Reproduce the records word for word, from the first line to the line containing "#[derive(Debug)]".

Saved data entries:
[Start of section]

use std::sync::Arc;

use chrono::Utc;
use tracing::{error, info, warn};

use conductor_core::config::AgentConfig;
use conductor_packages::{detect_language, PackageResolver};
use conductor_queue::QueueMessage;
use conductor_store::{MetadataStore, StoreError};

use crate::entrypoint::{EntryPointRegistry, ExecutionContext};
use crate::error::Result;

/// Actor stamp written to instances finalized by the execution engine.
const UPDATED_BY: &str = "JobExecutor";

/// Result of one execution attempt, carrying the full audit trail.
#[derive(Debug)]
pub struct ExecutionOutcome {
    pub success: bool,
    pub logs: Vec<String>,
}

impl ExecutionOutcome {
    fn failure(logs: Vec<String>) -> Self {
        Self {
            success: false,
            logs,
        }
    }
}

/// Runs one received message end to end: resolve the package and invoke its
/// entry point, both under one execution deadline, then reconcile durable
/// state.
///
/// Every failure mode is converted into log lines plus `has_error=1` on the
/// instance; nothing here is allowed to take down the worker process.
pub struct ExecutionEngine {
    store: Arc<MetadataStore>,
    resolver: PackageResolver,
    registry: EntryPointRegistry,
    config: AgentConfig,
}

impl ExecutionEngine {
    pub fn new(
        store: Arc<MetadataStore>,
        resolver: PackageResolver,
        registry: EntryPointRegistry,
        config: AgentConfig,
    ) -> Self {
        Self {
            store,
            resolver,
            registry,
            config,
        }
    }

    /// Execute the message's job and reconcile the outcome. Returns the
    /// outcome so the caller can decide logging; store errors during
    /// reconciliation are the only way this returns `Err`.
    pub async fn process(&self, msg: &QueueMessage) -> Result<ExecutionOutcome> {
        let outcome = self.execute(msg).await?;
        self.reconcile(msg, &outcome)?;
        Ok(outcome)
    }

    async fn execute(&self, msg: &QueueMessage) -> Result<ExecutionOutcome> {
        let mut logs = Vec::new();

        let job = match self.store.get_job(msg.job_id)? {
            Some(job) => job,
            None => {
                logs.push(format!("job {} not found", msg.job_id));
                return Ok(ExecutionOutcome::failure(logs));
            }
        };
        let artifact_key = match &job.artifact_key {
            Some(key) => key.clone(),
            None => {
                logs.push(format!("job '{}' has no artifact to execute", job.name));
                return Ok(ExecutionOutcome::failure(logs));
            }
        };
        let instance = match self.store.get_instance(msg.job_instance_id)? {
            Some(instance) => instance,
            None => {
                logs.push(format!("job instance {} not found", msg.job_instance_id));
                return Ok(ExecutionOutcome::failure(logs));
            }
        };

        info!(
            job_id = job.id,
            job_instance_id = instance.id,
            job = %job.name,
            "executing job"
        );

        // The deadline covers the whole attempt: resolve (including the
        // restore subprocess) and the entry point itself. A hung restore
        // must not wedge the worker behind a forever-renewed lease.
        let deadline = std::time::Duration::from_secs(self.config.execution_timeout_secs);
        let attempt = self.resolve_and_run(&artifact_key, msg, instance.job_schedule_id);
        match tokio::time::timeout(deadline, attempt).await {
            Ok(mut outcome) => {
                let mut merged = logs;
                merged.append(&mut outcome.logs);
                outcome.logs = merged;
                Ok(outcome)
            }
            Err(_) => {
                logs.push(format!(
                    "job execution exceeded the {} second deadline and was terminated",
                    self.config.execution_timeout_secs
                ));
                Ok(ExecutionOutcome::failure(logs))
            }
        }
    }

    /// Resolve the artifact and invoke its entry point. Runs entirely under
    /// the caller's deadline; dropping this future kills any child process
    /// still running.
    async fn resolve_and_run(
        &self,
        artifact_key: &str,
        msg: &QueueMessage,
        job_schedule_id: i64,
    ) -> ExecutionOutcome {
        let mut logs = Vec::new();

        let package = match self.resolver.resolve(artifact_key).await {
            Ok(package) => package,
            Err(failure) => {
                logs.extend(failure.logs);
                logs.push(format!("package resolution failed: {}", failure.error));
                return ExecutionOutcome::failure(logs);
            }
        };
        logs.extend(package.logs.iter().cloned());

        let language = match detect_language(&package.manifest, package.workspace.path()) {
            Some(language) => language,
            None => {
                logs.push(format!(
                    "package '{}' contains no recognizable code directory",
                    package.manifest.id
                ));
                return ExecutionOutcome::failure(logs);
            }
        };

        let entry = match self.registry.locate(language, &package) {
            Some(entry) => entry,
            None => {
                // Deterministic code defect; reported, never redelivered.
                logs.push(format!(
                    "entry point '{}' not found in package '{}'",
                    package.manifest.entry_point(),
                    package.manifest.id
                ));
                return ExecutionOutcome::failure(logs);
            }
        };

        let ctx = ExecutionContext {
            app_settings_json: self.config.app_settings_json.clone(),
            agent_id: self.config.id,
            job_id: msg.job_id,
            job_instance_id: msg.job_instance_id,
            job_schedule_id,
            environment: msg.job_environment.clone(),
            parameter: None,
        };

        match entry.run(&ctx).await {
            Ok(lines) => {
                logs.extend(lines);
                ExecutionOutcome { success: true, logs }
            }
            Err(fault) => {
                logs.extend(fault.logs);
                if let Some(trace) = &fault.trace {
                    logs.push(trace.clone());
                }
                logs.push(format!("job execution failed: {}", fault.message));
                ExecutionOutcome::failure(logs)
            }
        }
    }

    /// Finalize the instance and the job's denormalized flags. Runs on
    /// every outcome so the instance always reaches a terminal state.
    fn reconcile(&self, msg: &QueueMessage, outcome: &ExecutionOutcome) -> Result<()> {
        let now = Utc::now();
        let has_error = !outcome.success;

        if has_error {
            for line in &outcome.logs {
                warn!(job_instance_id = msg.job_instance_id, "{line}");
            }
            error!(
                job_id = msg.job_id,
                job_instance_id = msg.job_instance_id,
                "job finished with errors"
            );
        } else {
            info!(
                job_id = msg.job_id,
                job_instance_id = msg.job_instance_id,
                lines = outcome.logs.len(),
                "job finished"
            );
        }

        match self
            .store
            .finish_instance(msg.job_instance_id, has_error, now, UPDATED_BY)
        {
            // The instance row can be gone if the job was deleted mid-run;
            // the outcome is still reported against the job below.
            Err(StoreError::InstanceNotFound { id }) => {
                warn!(instance_id = id, "instance vanished before reconciliation");
            }
            other => other?,
        }
        if self.store.get_job(msg.job_id)?.is_some() {
            self.store
                .update_job_flags(msg.job_id, false, false, has_error)?;
        }
        Ok(())
    }
}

[End of section]

* COMPLETED EXERCISE *
use std::sync::Arc;

use chrono::Utc;
use tracing::{error, info, warn};

use conductor_core::config::AgentConfig;
use conductor_packages::{detect_language, PackageResolver};
use conductor_queue::QueueMessage;
use conductor_store::{MetadataStore, StoreError};

use crate::entrypoint::{EntryPointRegistry, ExecutionContext};
use crate::error::Result;

/// Actor stamp written to instances finalized by the execution engine.
const UPDATED_BY: &str = "JobExecutor";

/// Result of one execution attempt, carrying the full audit trail.
#[derive(Debug)]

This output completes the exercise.